Divorces have been a choice for the last few decades, yet have taken off within the past few years. Or at least they have taken off within the media; some statistics imply the amount of couples going the collaborative divorce path is fairly low. For example, from 2010 – 2012, Waukesha County had 3,862 divorces within that period, there were just 62 collaborative cases filed, according to the Wisconsin Law Journal.

Collaborative divorce isn’t for everyone
However, a collaborative divorce is not for everyone. To begin with, it is critical that you be aware of the nuances. Within collaborative divorces, all parties have their own attorney – just like a traditional divorce. The concept is that the attorneys and their clients are going to work and meet with each other to reach a harmonious agreement.
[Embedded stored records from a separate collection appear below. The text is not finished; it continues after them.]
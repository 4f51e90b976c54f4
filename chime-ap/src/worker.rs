//! Background tasks: the single playback worker and the sweeper
//!
//! The worker is the only consumer of the playback queue, which is what
//! serializes audio output. Shutdown is observed between items, never in
//! the middle of a dispatch.

use crate::pipeline::Pipeline;
use crate::playback::Dispatcher;
use std::sync::Arc;
use std::time::Duration;
use tokio::sync::{watch, Notify};
use tokio::task::JoinHandle;
use tokio::time::MissedTickBehavior;
use tracing::{debug, error, info};

/// Running pipeline tasks
pub struct PipelineHandle {
    pipeline: Arc<Pipeline>,
    shutdown_tx: watch::Sender<bool>,
    worker: JoinHandle<()>,
    sweeper: JoinHandle<()>,
}

/// Start the playback worker and the sweeper
pub fn spawn(pipeline: Arc<Pipeline>, dispatcher: Dispatcher) -> PipelineHandle {
    let (shutdown_tx, shutdown_rx) = watch::channel(false);
    let sweep_every = Duration::from_millis(pipeline.config().sweep_interval_ms.max(1));

    let worker = tokio::spawn(run_worker(
        Arc::clone(&pipeline),
        dispatcher,
        shutdown_rx.clone(),
    ));
    let sweeper = tokio::spawn(run_sweeper(Arc::clone(&pipeline), sweep_every, shutdown_rx));

    PipelineHandle {
        pipeline,
        shutdown_tx,
        worker,
        sweeper,
    }
}

impl PipelineHandle {
    pub fn pipeline(&self) -> &Arc<Pipeline> {
        &self.pipeline
    }

    /// Stop accepting events, let the current dispatch finish, then discard
    /// whatever is still pending
    ///
    /// Returns the number of events discarded.
    pub async fn shutdown(self) -> usize {
        info!("Pipeline shutting down");
        self.pipeline.close();
        let _ = self.shutdown_tx.send(true);

        if let Err(e) = self.worker.await {
            error!("Playback worker task failed: {}", e);
        }
        if let Err(e) = self.sweeper.await {
            error!("Sweeper task failed: {}", e);
        }

        self.pipeline.discard_pending()
    }
}

async fn run_worker(
    pipeline: Arc<Pipeline>,
    dispatcher: Dispatcher,
    mut shutdown: watch::Receiver<bool>,
) {
    info!("Playback worker started");
    loop {
        if *shutdown.borrow() {
            break;
        }

        let item = tokio::select! {
            biased;
            changed = shutdown.changed() => {
                if changed.is_err() {
                    break;
                }
                continue;
            }
            item = pipeline.queue().dequeue_next() => item,
        };

        debug!(item = %item.id, event_type = %item.event.event_type, "Dispatching");
        let preempt = pipeline
            .queue()
            .preempt_signal()
            .unwrap_or_else(|| Arc::new(Notify::new()));
        let started_at = pipeline.clock().now();
        let outcome = dispatcher.dispatch(&item, &preempt).await;
        pipeline.queue().finish_dispatch();
        pipeline.record_dispatch(&item, &outcome, started_at);
    }
    info!("Playback worker stopped");
}

async fn run_sweeper(pipeline: Arc<Pipeline>, every: Duration, mut shutdown: watch::Receiver<bool>) {
    let mut ticker = tokio::time::interval(every);
    ticker.set_missed_tick_behavior(MissedTickBehavior::Delay);

    loop {
        tokio::select! {
            changed = shutdown.changed() => {
                if changed.is_err() || *shutdown.borrow() {
                    break;
                }
            }
            _ = ticker.tick() => {
                let report = pipeline.sweep();
                if report.flushed > 0 || report.expired > 0 {
                    debug!(flushed = report.flushed, expired = report.expired, "Sweep");
                }
            }
        }
    }
    debug!("Sweeper stopped");
}
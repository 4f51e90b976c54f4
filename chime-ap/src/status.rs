//! Read-only status snapshot
//!
//! Each event type's lock is taken and released in turn, so the snapshot is
//! consistent per type but not across types.

use crate::admission::dedup::DedupEntryInfo;
use crate::admission::store::lock;
use crate::admission::{BucketSnapshot, PeriodUsage};
use crate::metrics::MetricsSnapshot;
use crate::pipeline::Pipeline;
use crate::playback::QueueSnapshot;
use chrono::{DateTime, Utc};
use serde::Serialize;

#[derive(Debug, Clone, Serialize)]
pub struct StatusSnapshot {
    pub generated_at: DateTime<Utc>,
    pub accepting: bool,
    pub quiet_hours_active: bool,
    pub queue: QueueSnapshot,
    pub global: GlobalStatus,
    pub event_types: Vec<EventTypeStatus>,
    pub metrics: MetricsSnapshot,
}

#[derive(Debug, Clone, Serialize)]
pub struct GlobalStatus {
    pub tokens: Option<BucketSnapshot>,
    pub quota: Vec<PeriodUsage>,
}

#[derive(Debug, Clone, Serialize)]
pub struct EventTypeStatus {
    pub event_type: String,
    pub plays: u64,
    pub failures: u64,
    pub last_played_secs_ago: Option<f64>,
    pub cooldown_remaining_secs: f64,
    /// Arrivals inside the trailing burst window
    pub burst_count: usize,
    pub burst_lockout_remaining_secs: Option<f64>,
    pub tokens: Option<BucketSnapshot>,
    pub quota: Vec<PeriodUsage>,
    pub dedup: Vec<DedupEntryInfo>,
    pub aggregation_pending: usize,
}

impl Pipeline {
    pub fn status(&self) -> StatusSnapshot {
        let now = self.clock.now();
        let wall = self.clock.wall();

        let event_types = self
            .store
            .shards()
            .into_iter()
            .map(|(event_type, shard)| {
                let policy = self.config.policy_for(&event_type);
                let mut state = lock(&shard);
                state.quota.roll(wall);
                if let Some(burst) = &policy.burst {
                    state.burst.prune(now, burst.window());
                }
                if let Some(bucket) = state.bucket.as_mut() {
                    bucket.refill(now);
                }
                EventTypeStatus {
                    plays: state.plays,
                    failures: state.failures,
                    last_played_secs_ago: state
                        .last_played_at
                        .map(|at| now.saturating_duration_since(at).as_secs_f64()),
                    cooldown_remaining_secs: state
                        .cooldown_remaining(now, policy.cooldown())
                        .as_secs_f64(),
                    burst_count: state.burst.len(),
                    burst_lockout_remaining_secs: state
                        .burst
                        .lockout_remaining(now)
                        .map(|d| d.as_secs_f64()),
                    tokens: state.bucket.as_ref().map(|b| b.snapshot()),
                    quota: state.quota.usage(&policy.quota),
                    dedup: state.dedup.entries(now),
                    aggregation_pending: state.aggregation.len(),
                    event_type,
                }
            })
            .collect();

        let global = {
            let mut global = self.store.global();
            global.quota.roll(wall);
            if let Some(bucket) = global.bucket.as_mut() {
                bucket.refill(now);
            }
            GlobalStatus {
                tokens: global.bucket.as_ref().map(|b| b.snapshot()),
                quota: global.quota.usage(&self.config.global.quota),
            }
        };

        StatusSnapshot {
            generated_at: chime_common::time::now(),
            accepting: !self.is_closed(),
            quiet_hours_active: self.quiet_hours.is_active(wall),
            queue: self.queue.snapshot(now),
            global,
            event_types,
            metrics: self.metrics.snapshot(),
        }
    }
}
Then there is divorce mediation, where the soon-to-be divorced couple will have one professional, oftentimes a mediation service or mediator, work with them to amicably end the marriage. Divorce through mediation will resemble a collaborative divorce, yet you should know the differences ahead of time, in order for you to know which route you should take.

Big draws of collaborative divorce
One of the main draws of collaborative divorces are that they may save individuals money. Reliable numbers on the price of an average divorce are difficult to attain; however, the general consensus is that the average divorce is priced from $15,000 to $30,000. However, if you choose the mediation path the average cost is around $7,500.

The reason that collaborative divorce may save the couple money is that less lawyers are involved. A collaborative divorce may include an interdisciplinary staff that may comprise of divorce coaches – therapists who are trained with the collaborative model – child specialists and financial neutrals, if applicable.